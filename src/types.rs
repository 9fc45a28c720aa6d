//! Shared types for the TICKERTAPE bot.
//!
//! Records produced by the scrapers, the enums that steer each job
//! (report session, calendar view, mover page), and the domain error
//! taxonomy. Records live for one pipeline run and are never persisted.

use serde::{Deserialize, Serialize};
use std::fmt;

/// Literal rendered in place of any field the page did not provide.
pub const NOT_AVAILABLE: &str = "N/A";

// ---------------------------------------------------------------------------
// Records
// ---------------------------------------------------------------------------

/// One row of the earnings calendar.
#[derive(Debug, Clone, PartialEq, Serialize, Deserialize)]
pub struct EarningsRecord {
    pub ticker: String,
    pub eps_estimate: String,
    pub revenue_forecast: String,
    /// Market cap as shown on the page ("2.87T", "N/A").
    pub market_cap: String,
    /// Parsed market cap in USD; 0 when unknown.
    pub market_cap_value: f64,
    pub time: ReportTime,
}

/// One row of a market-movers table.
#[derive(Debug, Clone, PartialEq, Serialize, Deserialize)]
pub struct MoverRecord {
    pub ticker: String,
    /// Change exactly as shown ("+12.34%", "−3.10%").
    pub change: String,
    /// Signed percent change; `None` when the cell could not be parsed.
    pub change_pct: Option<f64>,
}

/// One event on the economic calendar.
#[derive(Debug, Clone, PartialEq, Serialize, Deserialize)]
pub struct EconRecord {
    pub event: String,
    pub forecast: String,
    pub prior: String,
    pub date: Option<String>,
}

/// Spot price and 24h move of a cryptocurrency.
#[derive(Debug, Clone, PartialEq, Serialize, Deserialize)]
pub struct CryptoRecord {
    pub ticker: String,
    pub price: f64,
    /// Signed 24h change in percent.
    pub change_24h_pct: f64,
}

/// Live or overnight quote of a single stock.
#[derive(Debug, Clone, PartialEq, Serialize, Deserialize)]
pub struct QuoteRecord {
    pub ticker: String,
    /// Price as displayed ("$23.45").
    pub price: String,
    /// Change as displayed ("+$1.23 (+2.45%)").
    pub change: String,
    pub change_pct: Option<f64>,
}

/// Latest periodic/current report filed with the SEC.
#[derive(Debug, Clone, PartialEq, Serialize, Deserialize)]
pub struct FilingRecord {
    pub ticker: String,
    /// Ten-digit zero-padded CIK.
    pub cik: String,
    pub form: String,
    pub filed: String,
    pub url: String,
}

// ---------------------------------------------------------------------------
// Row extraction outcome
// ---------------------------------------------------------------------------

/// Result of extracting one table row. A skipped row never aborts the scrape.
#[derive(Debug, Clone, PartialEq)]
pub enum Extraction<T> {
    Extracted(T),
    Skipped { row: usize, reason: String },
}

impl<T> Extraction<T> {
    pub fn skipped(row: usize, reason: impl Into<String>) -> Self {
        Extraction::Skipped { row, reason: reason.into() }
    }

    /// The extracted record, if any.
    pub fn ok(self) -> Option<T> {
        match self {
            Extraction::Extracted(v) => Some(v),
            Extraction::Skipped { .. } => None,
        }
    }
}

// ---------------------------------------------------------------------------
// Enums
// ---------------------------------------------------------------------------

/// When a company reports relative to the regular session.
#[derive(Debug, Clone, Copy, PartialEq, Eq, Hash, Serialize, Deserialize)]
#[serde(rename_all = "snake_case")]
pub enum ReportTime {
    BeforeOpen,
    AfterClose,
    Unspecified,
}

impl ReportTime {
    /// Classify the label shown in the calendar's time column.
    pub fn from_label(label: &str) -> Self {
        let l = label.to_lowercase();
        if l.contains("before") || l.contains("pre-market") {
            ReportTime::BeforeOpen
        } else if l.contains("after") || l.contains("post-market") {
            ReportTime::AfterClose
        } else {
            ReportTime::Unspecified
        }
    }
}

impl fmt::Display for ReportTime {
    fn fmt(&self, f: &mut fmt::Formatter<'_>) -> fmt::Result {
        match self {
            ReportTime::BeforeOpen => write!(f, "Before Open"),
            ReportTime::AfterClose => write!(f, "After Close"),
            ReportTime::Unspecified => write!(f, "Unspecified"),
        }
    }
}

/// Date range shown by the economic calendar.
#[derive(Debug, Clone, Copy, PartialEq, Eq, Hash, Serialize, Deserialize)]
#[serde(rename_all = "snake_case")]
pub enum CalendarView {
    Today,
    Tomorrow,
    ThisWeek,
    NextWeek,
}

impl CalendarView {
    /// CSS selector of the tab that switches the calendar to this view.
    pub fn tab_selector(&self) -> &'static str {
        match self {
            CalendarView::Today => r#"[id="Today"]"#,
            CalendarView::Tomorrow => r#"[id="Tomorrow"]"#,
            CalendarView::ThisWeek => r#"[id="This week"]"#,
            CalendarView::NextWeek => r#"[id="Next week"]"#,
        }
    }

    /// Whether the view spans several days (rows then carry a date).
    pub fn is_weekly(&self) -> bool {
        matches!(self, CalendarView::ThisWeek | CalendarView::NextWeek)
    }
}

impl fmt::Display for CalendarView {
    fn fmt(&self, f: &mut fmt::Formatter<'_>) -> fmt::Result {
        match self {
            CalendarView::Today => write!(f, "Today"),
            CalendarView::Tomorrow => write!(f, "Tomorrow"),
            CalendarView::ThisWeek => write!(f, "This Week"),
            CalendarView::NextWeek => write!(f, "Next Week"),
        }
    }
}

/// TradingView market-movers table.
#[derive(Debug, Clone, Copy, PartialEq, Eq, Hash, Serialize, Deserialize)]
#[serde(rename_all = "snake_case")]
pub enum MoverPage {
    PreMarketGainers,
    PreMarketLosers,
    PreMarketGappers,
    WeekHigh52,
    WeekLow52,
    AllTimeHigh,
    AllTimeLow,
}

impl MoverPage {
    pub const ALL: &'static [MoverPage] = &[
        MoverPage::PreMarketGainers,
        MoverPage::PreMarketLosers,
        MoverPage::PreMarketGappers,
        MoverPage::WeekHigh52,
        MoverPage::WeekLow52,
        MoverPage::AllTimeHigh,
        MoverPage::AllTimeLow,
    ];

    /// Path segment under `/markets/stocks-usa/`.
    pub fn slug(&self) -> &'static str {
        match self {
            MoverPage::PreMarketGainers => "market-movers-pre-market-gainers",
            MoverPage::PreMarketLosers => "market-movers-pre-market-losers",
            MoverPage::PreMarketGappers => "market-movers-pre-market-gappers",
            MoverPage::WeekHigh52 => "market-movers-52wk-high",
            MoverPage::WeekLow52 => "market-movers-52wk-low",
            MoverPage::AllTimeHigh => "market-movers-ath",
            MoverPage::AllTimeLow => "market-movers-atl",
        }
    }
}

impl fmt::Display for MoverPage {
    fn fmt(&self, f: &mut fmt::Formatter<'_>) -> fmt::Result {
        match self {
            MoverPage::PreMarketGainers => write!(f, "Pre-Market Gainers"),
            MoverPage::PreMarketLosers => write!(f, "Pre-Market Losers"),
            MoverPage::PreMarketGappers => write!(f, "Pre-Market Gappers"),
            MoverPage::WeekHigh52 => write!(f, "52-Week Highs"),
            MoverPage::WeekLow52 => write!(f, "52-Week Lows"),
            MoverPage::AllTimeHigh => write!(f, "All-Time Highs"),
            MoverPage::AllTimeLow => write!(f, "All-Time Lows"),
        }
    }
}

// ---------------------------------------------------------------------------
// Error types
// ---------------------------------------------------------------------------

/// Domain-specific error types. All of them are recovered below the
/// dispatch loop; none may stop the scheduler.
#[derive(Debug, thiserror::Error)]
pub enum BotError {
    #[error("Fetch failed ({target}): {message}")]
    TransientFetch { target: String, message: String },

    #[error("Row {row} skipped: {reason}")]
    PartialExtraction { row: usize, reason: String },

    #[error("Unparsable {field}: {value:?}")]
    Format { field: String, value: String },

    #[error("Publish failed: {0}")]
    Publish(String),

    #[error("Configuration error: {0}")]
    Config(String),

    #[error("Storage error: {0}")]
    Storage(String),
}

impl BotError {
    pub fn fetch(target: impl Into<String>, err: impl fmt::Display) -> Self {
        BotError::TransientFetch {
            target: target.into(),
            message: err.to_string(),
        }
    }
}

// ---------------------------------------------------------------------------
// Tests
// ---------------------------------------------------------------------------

........

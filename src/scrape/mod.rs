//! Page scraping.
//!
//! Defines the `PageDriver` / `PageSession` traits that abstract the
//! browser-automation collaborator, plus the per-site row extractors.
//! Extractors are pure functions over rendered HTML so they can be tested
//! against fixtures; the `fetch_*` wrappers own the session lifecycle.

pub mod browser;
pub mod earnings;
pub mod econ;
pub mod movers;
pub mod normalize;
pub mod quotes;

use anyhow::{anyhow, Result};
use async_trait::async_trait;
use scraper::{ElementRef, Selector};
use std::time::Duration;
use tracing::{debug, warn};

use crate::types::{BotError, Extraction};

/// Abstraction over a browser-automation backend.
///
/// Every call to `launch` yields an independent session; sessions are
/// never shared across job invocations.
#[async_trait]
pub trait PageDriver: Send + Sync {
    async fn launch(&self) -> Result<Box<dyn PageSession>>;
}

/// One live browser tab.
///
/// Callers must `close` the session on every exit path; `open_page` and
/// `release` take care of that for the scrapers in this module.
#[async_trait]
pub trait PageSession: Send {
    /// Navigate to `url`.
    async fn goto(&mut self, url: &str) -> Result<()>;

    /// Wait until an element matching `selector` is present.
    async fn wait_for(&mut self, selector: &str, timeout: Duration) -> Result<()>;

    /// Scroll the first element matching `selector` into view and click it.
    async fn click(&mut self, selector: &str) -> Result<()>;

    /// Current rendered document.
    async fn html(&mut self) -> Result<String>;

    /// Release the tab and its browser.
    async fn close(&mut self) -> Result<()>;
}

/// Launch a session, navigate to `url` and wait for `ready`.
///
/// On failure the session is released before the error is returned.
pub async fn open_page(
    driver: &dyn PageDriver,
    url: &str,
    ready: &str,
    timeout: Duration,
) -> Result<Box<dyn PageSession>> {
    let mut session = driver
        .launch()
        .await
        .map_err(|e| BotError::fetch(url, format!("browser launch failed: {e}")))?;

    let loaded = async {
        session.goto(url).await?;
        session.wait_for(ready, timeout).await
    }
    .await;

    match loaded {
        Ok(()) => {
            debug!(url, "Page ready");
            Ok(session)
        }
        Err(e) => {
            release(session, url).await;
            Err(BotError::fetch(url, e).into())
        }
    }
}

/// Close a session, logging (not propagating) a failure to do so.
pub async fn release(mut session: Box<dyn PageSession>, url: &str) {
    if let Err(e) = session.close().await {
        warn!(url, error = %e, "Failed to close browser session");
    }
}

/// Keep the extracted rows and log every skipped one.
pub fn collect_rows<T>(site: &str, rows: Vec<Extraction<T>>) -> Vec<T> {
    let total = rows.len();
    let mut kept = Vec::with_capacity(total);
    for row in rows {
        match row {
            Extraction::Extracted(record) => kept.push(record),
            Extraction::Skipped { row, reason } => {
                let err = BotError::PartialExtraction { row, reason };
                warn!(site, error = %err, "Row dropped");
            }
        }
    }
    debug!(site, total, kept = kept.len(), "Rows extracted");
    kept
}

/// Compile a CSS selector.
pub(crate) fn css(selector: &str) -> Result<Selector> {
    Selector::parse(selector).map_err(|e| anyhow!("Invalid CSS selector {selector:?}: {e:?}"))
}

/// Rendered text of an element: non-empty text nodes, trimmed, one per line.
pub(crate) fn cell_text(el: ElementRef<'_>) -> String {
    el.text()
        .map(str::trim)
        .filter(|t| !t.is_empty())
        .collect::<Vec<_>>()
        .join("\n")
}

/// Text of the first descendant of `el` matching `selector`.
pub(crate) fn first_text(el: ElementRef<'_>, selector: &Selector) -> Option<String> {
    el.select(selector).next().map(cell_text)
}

........

- [TASK]: From the listing above, copy every line where the string "contains" is found.

- [ANSWER TO THE EXERCISE]:
        if l.contains("before") || l.contains("pre-market") {
        } else if l.contains("after") || l.contains("post-market") {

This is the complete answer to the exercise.